(Stored records)
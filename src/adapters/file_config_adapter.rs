//! Journal settings read from an INI file.
//!
//! Keys live under `[storage]`, `[import]` and `[logging]`; lookups are
//! case-insensitive and values are trimmed by the parser.

use crate::domain::error::JournalError;
use crate::ports::config_port::ConfigPort;
use configparser::ini::Ini;
use std::path::Path;

pub struct FileConfigAdapter {
    ini: Ini,
}

impl FileConfigAdapter {
    /// Reads and parses `path`. A missing or malformed file is a
    /// `ConfigParse` error naming the file.
    pub fn from_file<P: AsRef<Path>>(path: P) -> Result<Self, JournalError> {
        let path = path.as_ref();
        let mut ini = Ini::new();
        ini.load(path).map_err(|reason| JournalError::ConfigParse {
            file: path.display().to_string(),
            reason,
        })?;
        Ok(Self { ini })
    }

    pub fn from_string(content: &str) -> Result<Self, JournalError> {
        let mut ini = Ini::new();
        ini.read(content.to_string())
            .map_err(|reason| JournalError::ConfigParse {
                file: "<inline>".to_string(),
                reason,
            })?;
        Ok(Self { ini })
    }

    /// An empty configuration; every lookup falls back to its default.
    pub fn empty() -> Self {
        Self { ini: Ini::new() }
    }
}

fn parse_flag(value: &str) -> Option<bool> {
    match value.trim().to_ascii_lowercase().as_str() {
        "true" | "yes" | "on" | "1" => Some(true),
        "false" | "no" | "off" | "0" => Some(false),
        _ => None,
    }
}

impl ConfigPort for FileConfigAdapter {
    fn get_string(&self, section: &str, key: &str) -> Option<String> {
        self.ini.get(section, key)
    }

    fn get_int(&self, section: &str, key: &str, default: i64) -> i64 {
        self.ini
            .getint(section, key)
            .ok()
            .flatten()
            .unwrap_or(default)
    }

    fn get_bool(&self, section: &str, key: &str, default: bool) -> bool {
        self.get_string(section, key)
            .as_deref()
            .and_then(parse_flag)
            .unwrap_or(default)
    }
}

#[cfg(test)]
mod tests {
    use super::*;
    use std::io::Write;
    use tempfile::NamedTempFile;

    fn create_temp_config(content: &str) -> NamedTempFile {
        let mut file = NamedTempFile::new().unwrap();
        write!(file, "{}", content).unwrap();
        file
    }

    const JOURNAL_INI: &str = r#"
[storage]
path = /var/lib/tradediary/journal.db
pool_size = 2

[import]
account_id = U1234567
api_key = sk-test
mapper_url = https://mapper.example/map-columns
strict = yes

[logging]
filter = tradediary=debug
"#;

    #[test]
    fn from_string_parses_config() {
        let adapter = FileConfigAdapter::from_string(JOURNAL_INI).unwrap();
        assert_eq!(
            adapter.get_string("storage", "path"),
            Some("/var/lib/tradediary/journal.db".to_string())
        );
        assert_eq!(
            adapter.get_string("import", "account_id"),
            Some("U1234567".to_string())
        );
        assert_eq!(
            adapter.get_string("logging", "filter"),
            Some("tradediary=debug".to_string())
        );
    }

    #[test]
    fn get_string_returns_none_for_missing_key() {
        let adapter = FileConfigAdapter::from_string("[storage]\npath = j.db\n").unwrap();
        assert_eq!(adapter.get_string("storage", "missing"), None);
        assert_eq!(adapter.get_string("missing_section", "key"), None);
    }

    #[test]
    fn get_int_returns_value_or_default() {
        let adapter = FileConfigAdapter::from_string(JOURNAL_INI).unwrap();
        assert_eq!(adapter.get_int("storage", "pool_size", 4), 2);
        assert_eq!(adapter.get_int("storage", "missing", 4), 4);
    }

    #[test]
    fn get_int_returns_default_for_non_numeric() {
        let adapter = FileConfigAdapter::from_string("[storage]\npool_size = many\n").unwrap();
        assert_eq!(adapter.get_int("storage", "pool_size", 4), 4);
    }

    #[test]
    fn get_bool_parses_common_spellings() {
        let adapter =
            FileConfigAdapter::from_string("[logging]\na = true\nb = yes\nc = 0\nd = maybe\ne = Off\n")
                .unwrap();
        assert!(adapter.get_bool("logging", "a", false));
        assert!(adapter.get_bool("logging", "b", false));
        assert!(!adapter.get_bool("logging", "c", true));
        assert!(adapter.get_bool("logging", "d", true));
        assert!(!adapter.get_bool("logging", "e", true));
        assert!(adapter.get_bool("logging", "missing", true));
    }

    #[test]
    fn malformed_string_is_config_parse_error() {
        let err = FileConfigAdapter::from_string("[storage\npath = j.db\n")
            .err()
            .unwrap();
        assert!(matches!(err, JournalError::ConfigParse { .. }));
    }

    #[test]
    fn empty_config_uses_defaults() {
        let adapter = FileConfigAdapter::empty();
        assert_eq!(adapter.get_non_empty("storage", "path"), None);
        assert_eq!(adapter.get_int("storage", "pool_size", 4), 4);
        assert!(adapter.get_bool("logging", "ansi", true));
    }

    #[test]
    fn get_non_empty_treats_blank_as_missing() {
        let adapter = FileConfigAdapter::from_string("[import]\napi_key =   \n").unwrap();
        assert_eq!(adapter.get_non_empty("import", "api_key"), None);
    }

    #[test]
    fn from_file_reads_config() {
        let file = create_temp_config(JOURNAL_INI);
        let adapter = FileConfigAdapter::from_file(file.path()).unwrap();
        assert!(adapter.get_bool("import", "strict", false));
    }

    #[test]
    fn missing_file_is_config_parse_error() {
        let err = FileConfigAdapter::from_file("/nonexistent/path/tradediary.ini")
            .err()
            .unwrap();
        assert!(matches!(err, JournalError::ConfigParse { file, .. } if file.contains("tradediary.ini")));
    }
}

PROBLEM TO SOLVE >> Look through the data above and return each line where the string "false" occurs.

WRITTEN ANSWER >>
        "false" | "no" | "off" | "0" => Some(false),
        assert!(adapter.get_bool("logging", "a", false));
        assert!(adapter.get_bool("logging", "b", false));
        assert!(adapter.get_bool("import", "strict", false));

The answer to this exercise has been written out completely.